[Collected data]
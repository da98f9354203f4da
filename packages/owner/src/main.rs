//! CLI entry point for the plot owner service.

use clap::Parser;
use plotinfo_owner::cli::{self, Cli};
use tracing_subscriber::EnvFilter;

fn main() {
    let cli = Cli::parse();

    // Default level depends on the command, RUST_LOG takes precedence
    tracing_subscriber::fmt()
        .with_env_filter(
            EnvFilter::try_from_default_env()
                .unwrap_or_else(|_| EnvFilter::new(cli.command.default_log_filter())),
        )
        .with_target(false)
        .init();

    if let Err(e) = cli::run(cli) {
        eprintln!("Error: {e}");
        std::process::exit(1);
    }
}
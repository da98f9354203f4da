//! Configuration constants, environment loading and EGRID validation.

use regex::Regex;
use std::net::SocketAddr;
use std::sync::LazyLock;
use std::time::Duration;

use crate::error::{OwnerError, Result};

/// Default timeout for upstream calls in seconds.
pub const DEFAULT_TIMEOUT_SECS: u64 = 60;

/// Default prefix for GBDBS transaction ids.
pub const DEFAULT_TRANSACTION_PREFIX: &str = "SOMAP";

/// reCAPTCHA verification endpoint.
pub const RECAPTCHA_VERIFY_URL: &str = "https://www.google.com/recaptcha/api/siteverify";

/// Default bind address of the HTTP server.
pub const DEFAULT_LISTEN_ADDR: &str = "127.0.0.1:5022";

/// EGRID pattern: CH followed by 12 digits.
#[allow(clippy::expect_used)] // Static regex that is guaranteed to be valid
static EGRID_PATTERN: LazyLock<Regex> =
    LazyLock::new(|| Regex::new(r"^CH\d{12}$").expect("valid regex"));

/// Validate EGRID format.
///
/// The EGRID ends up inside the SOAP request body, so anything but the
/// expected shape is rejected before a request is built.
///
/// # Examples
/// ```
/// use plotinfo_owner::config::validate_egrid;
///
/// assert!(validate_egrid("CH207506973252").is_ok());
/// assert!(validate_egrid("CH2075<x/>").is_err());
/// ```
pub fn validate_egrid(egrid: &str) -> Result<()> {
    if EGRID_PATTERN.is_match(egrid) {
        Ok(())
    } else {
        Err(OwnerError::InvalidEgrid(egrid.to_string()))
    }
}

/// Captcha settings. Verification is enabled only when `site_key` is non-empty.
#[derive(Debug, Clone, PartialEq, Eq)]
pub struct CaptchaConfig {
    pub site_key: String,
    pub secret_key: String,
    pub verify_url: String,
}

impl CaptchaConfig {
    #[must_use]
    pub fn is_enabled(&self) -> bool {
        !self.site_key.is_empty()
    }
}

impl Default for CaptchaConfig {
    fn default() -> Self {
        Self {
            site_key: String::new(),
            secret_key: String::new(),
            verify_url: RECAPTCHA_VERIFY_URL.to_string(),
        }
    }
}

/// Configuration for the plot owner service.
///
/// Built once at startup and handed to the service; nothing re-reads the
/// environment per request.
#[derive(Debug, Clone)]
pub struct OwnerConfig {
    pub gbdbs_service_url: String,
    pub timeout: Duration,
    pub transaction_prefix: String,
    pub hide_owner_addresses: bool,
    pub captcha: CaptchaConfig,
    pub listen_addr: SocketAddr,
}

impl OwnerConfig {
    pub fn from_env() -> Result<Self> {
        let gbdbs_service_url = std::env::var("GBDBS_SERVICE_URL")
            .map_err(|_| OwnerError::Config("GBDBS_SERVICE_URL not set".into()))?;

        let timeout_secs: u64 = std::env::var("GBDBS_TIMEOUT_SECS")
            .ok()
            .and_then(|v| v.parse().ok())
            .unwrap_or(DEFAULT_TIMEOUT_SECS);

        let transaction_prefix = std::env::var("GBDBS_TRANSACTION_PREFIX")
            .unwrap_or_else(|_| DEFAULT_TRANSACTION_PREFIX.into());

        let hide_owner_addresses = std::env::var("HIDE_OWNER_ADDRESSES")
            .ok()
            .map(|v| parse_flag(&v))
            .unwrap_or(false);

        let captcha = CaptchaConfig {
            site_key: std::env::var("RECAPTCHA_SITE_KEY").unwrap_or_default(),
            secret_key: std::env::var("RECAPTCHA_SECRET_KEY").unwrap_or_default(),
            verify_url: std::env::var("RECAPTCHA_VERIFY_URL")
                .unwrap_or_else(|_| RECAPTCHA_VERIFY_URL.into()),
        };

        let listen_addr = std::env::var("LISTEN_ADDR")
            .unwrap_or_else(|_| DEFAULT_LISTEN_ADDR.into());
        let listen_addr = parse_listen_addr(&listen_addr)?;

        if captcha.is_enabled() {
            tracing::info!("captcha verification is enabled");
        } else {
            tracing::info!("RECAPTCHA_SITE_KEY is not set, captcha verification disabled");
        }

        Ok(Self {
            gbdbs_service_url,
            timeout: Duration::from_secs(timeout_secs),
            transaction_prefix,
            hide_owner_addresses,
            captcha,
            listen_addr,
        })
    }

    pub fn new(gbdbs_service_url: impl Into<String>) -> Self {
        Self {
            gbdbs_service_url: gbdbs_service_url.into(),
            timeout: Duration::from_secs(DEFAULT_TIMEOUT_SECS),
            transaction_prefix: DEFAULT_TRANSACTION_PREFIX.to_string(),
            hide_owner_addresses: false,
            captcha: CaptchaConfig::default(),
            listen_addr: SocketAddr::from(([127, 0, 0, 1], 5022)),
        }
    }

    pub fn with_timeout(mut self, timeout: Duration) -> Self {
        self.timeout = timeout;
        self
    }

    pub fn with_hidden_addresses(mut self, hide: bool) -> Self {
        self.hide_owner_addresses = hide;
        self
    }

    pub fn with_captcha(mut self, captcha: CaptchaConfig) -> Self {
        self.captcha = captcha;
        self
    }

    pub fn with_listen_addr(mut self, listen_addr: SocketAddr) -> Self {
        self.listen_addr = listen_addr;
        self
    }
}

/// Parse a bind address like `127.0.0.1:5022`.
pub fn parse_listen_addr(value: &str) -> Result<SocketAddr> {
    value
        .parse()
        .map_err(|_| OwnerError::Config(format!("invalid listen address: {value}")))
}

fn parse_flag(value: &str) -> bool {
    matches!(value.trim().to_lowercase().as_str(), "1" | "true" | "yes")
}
==
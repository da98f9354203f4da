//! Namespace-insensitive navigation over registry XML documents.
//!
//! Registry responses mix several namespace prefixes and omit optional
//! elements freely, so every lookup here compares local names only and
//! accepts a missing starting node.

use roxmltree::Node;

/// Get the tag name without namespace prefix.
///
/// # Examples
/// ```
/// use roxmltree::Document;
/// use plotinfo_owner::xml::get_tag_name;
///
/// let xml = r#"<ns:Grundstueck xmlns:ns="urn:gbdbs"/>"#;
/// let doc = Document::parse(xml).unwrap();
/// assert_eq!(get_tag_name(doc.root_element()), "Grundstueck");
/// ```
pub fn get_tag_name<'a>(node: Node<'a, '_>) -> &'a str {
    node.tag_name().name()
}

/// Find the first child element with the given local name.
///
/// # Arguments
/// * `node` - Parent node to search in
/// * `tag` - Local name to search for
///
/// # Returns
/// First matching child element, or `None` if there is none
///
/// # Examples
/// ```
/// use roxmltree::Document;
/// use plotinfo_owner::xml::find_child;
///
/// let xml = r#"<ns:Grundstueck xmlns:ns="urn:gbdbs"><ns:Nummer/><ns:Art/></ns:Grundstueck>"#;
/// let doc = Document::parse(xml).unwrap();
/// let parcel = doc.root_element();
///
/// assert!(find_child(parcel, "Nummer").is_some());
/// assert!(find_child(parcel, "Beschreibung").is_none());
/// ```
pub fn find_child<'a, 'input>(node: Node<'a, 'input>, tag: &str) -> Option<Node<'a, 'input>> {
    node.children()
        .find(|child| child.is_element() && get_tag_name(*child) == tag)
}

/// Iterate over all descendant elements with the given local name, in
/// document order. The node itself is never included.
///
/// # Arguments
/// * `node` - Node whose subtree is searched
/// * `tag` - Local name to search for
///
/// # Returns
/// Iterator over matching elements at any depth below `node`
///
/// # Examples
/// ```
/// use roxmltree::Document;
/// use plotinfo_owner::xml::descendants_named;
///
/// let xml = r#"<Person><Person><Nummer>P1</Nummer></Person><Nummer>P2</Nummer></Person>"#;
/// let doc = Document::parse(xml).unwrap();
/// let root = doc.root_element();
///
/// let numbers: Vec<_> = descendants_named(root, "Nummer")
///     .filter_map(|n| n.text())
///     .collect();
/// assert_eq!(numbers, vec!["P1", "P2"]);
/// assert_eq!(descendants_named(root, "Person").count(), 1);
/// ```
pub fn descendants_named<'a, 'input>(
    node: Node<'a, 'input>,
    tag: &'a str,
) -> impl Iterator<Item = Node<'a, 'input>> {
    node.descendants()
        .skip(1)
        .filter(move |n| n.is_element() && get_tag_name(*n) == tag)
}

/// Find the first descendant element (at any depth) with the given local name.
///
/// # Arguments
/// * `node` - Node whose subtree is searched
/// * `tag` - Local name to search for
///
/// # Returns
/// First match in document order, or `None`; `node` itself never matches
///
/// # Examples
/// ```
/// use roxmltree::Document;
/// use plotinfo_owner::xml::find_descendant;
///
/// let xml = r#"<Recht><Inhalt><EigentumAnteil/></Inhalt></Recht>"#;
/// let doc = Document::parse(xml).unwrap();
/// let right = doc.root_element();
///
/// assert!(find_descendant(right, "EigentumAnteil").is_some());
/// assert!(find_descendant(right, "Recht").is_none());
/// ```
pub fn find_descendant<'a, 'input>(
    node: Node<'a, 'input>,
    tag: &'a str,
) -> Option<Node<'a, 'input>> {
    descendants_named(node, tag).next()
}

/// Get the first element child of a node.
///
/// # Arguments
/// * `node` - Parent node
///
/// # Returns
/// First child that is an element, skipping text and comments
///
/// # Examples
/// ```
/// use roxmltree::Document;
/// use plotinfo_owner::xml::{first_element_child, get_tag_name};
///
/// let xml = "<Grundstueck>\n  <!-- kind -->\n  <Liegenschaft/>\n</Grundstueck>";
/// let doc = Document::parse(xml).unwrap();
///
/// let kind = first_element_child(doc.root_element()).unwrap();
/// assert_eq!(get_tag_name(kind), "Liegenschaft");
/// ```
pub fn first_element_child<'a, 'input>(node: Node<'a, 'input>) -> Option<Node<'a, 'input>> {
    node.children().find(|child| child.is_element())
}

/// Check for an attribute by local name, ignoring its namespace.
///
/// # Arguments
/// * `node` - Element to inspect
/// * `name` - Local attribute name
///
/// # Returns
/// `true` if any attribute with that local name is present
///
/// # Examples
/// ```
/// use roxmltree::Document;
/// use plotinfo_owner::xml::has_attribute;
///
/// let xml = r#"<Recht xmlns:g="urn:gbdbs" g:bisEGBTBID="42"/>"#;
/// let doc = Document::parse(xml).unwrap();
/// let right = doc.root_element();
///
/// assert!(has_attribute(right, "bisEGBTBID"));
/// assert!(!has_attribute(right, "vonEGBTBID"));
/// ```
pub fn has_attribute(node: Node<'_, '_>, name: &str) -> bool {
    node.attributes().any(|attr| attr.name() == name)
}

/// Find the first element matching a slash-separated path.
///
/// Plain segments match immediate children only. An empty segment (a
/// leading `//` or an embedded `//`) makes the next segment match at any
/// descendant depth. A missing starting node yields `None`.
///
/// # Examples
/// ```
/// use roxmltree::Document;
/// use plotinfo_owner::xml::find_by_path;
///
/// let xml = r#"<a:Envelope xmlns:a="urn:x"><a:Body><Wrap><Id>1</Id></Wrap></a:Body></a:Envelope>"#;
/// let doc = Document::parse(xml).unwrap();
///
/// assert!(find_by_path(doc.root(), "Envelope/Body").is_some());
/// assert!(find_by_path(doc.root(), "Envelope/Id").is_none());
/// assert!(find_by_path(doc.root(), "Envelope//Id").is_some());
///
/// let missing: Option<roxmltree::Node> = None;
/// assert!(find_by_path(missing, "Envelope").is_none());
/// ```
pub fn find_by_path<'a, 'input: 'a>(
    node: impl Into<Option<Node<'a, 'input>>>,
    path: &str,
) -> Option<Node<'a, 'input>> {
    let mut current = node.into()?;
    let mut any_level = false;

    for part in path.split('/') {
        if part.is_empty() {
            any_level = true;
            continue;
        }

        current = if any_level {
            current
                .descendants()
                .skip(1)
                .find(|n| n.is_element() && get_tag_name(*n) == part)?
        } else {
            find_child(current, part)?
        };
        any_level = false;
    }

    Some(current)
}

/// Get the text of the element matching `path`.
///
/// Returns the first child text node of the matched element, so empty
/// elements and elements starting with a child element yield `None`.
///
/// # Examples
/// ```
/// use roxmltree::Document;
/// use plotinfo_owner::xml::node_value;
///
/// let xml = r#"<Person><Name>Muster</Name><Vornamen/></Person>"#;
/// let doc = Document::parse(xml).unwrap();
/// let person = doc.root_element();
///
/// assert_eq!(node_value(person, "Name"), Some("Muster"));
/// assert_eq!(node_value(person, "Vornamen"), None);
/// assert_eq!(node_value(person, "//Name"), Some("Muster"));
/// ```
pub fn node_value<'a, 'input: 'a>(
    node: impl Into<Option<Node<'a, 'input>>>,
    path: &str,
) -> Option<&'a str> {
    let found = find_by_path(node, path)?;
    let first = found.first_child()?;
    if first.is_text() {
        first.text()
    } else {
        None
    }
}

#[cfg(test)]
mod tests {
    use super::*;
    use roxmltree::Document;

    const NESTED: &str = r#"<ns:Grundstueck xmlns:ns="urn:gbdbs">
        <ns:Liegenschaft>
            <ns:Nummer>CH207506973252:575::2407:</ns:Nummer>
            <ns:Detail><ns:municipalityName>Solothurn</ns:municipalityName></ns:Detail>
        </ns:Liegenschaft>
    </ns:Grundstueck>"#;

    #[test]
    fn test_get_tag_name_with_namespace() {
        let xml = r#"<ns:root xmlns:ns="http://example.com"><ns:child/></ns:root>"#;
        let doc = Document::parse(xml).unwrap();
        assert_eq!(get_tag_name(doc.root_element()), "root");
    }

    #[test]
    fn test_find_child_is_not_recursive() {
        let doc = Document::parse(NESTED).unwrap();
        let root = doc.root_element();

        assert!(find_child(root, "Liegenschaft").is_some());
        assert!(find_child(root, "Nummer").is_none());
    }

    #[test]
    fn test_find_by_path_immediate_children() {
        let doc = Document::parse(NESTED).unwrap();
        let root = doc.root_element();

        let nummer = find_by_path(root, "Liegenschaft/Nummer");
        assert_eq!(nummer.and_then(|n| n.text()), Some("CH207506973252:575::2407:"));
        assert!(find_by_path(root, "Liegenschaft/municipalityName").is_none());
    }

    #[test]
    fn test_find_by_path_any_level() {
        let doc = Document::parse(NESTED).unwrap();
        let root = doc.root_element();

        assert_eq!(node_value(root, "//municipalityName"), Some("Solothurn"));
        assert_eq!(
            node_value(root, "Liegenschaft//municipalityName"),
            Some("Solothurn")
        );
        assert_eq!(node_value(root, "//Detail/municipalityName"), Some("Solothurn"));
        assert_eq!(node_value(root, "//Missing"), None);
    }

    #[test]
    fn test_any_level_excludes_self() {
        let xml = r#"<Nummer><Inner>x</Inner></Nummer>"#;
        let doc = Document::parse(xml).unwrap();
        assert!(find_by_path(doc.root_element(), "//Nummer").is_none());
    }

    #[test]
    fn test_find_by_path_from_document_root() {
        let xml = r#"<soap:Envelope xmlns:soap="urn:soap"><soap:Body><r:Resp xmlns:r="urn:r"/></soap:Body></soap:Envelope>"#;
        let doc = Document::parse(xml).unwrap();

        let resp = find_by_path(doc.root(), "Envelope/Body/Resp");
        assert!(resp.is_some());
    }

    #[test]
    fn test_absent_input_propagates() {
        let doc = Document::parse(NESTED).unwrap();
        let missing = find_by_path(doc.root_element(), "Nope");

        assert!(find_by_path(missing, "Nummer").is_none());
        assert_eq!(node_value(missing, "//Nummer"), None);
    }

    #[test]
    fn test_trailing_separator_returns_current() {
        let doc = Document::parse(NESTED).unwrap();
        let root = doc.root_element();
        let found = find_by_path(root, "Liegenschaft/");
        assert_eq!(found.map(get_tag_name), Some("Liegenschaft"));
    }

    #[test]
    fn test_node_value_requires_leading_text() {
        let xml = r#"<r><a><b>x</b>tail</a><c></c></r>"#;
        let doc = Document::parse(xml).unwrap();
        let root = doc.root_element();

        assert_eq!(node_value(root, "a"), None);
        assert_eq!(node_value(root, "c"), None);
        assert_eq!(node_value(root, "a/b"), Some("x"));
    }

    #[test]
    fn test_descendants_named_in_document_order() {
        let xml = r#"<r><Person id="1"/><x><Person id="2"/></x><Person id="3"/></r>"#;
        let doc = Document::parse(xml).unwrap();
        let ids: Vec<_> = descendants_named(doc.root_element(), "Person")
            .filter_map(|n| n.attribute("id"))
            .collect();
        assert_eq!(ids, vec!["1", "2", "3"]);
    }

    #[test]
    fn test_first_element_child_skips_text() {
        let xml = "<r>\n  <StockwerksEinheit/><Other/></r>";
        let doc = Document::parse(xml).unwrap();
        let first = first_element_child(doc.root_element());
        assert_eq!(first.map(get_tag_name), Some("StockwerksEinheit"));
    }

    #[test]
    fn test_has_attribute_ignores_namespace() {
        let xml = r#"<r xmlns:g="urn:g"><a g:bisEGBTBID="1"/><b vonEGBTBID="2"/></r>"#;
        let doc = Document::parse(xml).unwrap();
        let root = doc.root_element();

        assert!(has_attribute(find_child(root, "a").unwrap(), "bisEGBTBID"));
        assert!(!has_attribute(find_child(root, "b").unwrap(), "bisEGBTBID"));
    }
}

Exercise details » Every line above with the string "given" in it should be copied into the answer.

Result of the exercise »
/// Find the first child element with the given local name.
/// Iterate over all descendant elements with the given local name, in
/// Find the first descendant element (at any depth) with the given local name.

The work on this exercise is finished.